I then add the articles/ part to ensure that the rules only apply for URLs within /articles.

Then, while we have at least two underscores in the URL, we keep looping through the rules. When we end up with only one remaining underscore, the second rule kicks in, replaces it with a dash, and does a permanent redirect.

Phew.

kch
Normalisation has been achieved - I've just migrated to a new CMS (wordpress), so all the articles use dashes for whitespace now. The rules are going in a wordpress plugin for redirecting content, which accepts either static re-directs (don't want to put 50+ individual ones in!!) or a regex.
Keith Williams
Oh, and yes - that's the exact structure of the URLs.
Keith Williams
You mean you're not using apache's mod_rewrite? What's this wordpress plugin? Got a link to it? I'd like to know how exactly it does its redirections. If you could please update your question to point out this fact…
kch
Ah, now it came to me that Apache won't really perform a substitution as gsub would, it will expect you to capture elements you want to reuse, and put them back in when generating the final URL. Which does make things a bit trickier. gnarf's solution might be your best bet.
kch
Sorry for the long delay - I went off on holiday just after I posted this, only just got back and got around to trying it. Worked like a charm! To answer your question, I didn't want to use mod_rewrite because I don't have access to the HTTP config file (shared hosting), and wordpress inserts its own redirection code into .htaccess.
Keith Williams
A: 

Here's a method: http://yoast.com/apache-rewrite-dash-underscore/

Basically it separates the url into tokens on either side of the underscore, and rewrites the tokens again with the underscore replaced. The problem is it only replaces a single underscore at a time; it will redirect to a closer but not quite correct url, which will again redirect to a even closer, but possibly still not correct url...

It suggests fixing the multiple redirects by having several rewrite conditions & rules with successively more underscores and tokens, but this would require as many conditions and rules as you have underscores in your longest title.

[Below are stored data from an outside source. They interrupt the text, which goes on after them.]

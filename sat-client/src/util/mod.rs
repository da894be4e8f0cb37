pub mod logging;
pub mod polling;
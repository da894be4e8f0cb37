use serde::{Deserialize, Serialize};

#[derive(Debug, Serialize, Deserialize, Clone, Copy, PartialEq, Eq)]
#[serde(rename_all = "lowercase")]
pub enum TaskState {
    Planning,
    Planned,
    Scheduled,
    Running,
    Paused,
    Stopped,
    #[serde(other)]
    Unknown,
}

#[derive(Debug, Serialize, Deserialize, Clone, Copy, PartialEq, Eq)]
#[serde(rename_all = "lowercase")]
pub enum TaskResult {
    Pending,
    Success,
    Warning,
    Error,
    Cancelled,
    #[serde(other)]
    Unknown,
}

impl std::fmt::Display for TaskResult {
    fn fmt(&self, f: &mut std::fmt::Formatter<'_>) -> std::fmt::Result {
        let s = match self {
            TaskResult::Pending => "pending",
            TaskResult::Success => "success",
            TaskResult::Warning => "warning",
            TaskResult::Error => "error",
            TaskResult::Cancelled => "cancelled",
            TaskResult::Unknown => "unknown",
        };
        f.write_str(s)
    }
}

/// Handle returned by any call that queues work on the server.
#[derive(Debug, Serialize, Deserialize, Clone, PartialEq, Eq)]
pub struct TaskRef {
    pub id: String,
}

#[derive(Debug, Serialize, Deserialize, Clone, PartialEq, Eq)]
pub struct ForemanTask {
    pub id: String,
    #[serde(default)]
    pub label: Option<String>,
    pub state: TaskState,
    pub result: TaskResult,
}

impl ForemanTask {
    /// A paused task is an error the server stopped on, so it is finished too.
    pub fn is_finished(&self) -> bool {
        matches!(self.state, TaskState::Stopped | TaskState::Paused)
    }

    pub fn succeeded(&self) -> bool {
        self.is_finished() && self.result == TaskResult::Success
    }
}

Make sure to add any qualifiers if you can however, as the rule may replace paths you don't want changed (eg., image files) as is.

GApple
That's a "Too many redirects" error waiting to happen. I'd stay away from this solution. It's a clever hack, but not without issues.
kch
Well, this could work if instead of using [R=301] one used [N] (For next round)
kch
And it does. See my updated answer.
kch
+1  A: 

A potential different approach to think about:

I'm assuming that your "old format" and your "new format" will be in different directories for this idea, if they aren't you might want to consider making the new format have a different directory name.

For instance:

http://site.com/articles/2008/12/31/new_years_celebration
http://site.com/article/2008/12/31/new-years-celebration

In which case you could use mod_rewrite to detect anything in the "old directory" and redirect it to a "redirector.php".

Although on second thought, your mod_rewrite could look for something like this:

RedirectRule /articles/(.*_.*)  /redirector.php?article=$1

Matching anything with a _ and sending it through the redirector.

Inside of redirector.php you can get the $_SERVER['REQUEST_URI'] and use tools like preg_replace and even database queries to find the correct url to redirect them to - as well as study the number of hits to old urls.

gnarf
This may turn out to be a much easier solution to implement.
kch
+2  A: 

Try this:

RewriteRule ^([^_]*)_([^_]*_.*) $1-$2 [N]
RewriteRule ^([^_]*)_([^_]*)$ /$1-$2 [L,R=301]

The first rule replaces one underscore at a time until there are one or less left. The last rule will then replace the last underscrore and do an external redirect.

Gumbo
+1 for remembering to add the forward slash when redirecting. I'm not sure I want to update my vhost-htaccess-agnostic answer to actually take this into consideration. Oh so many parentheses.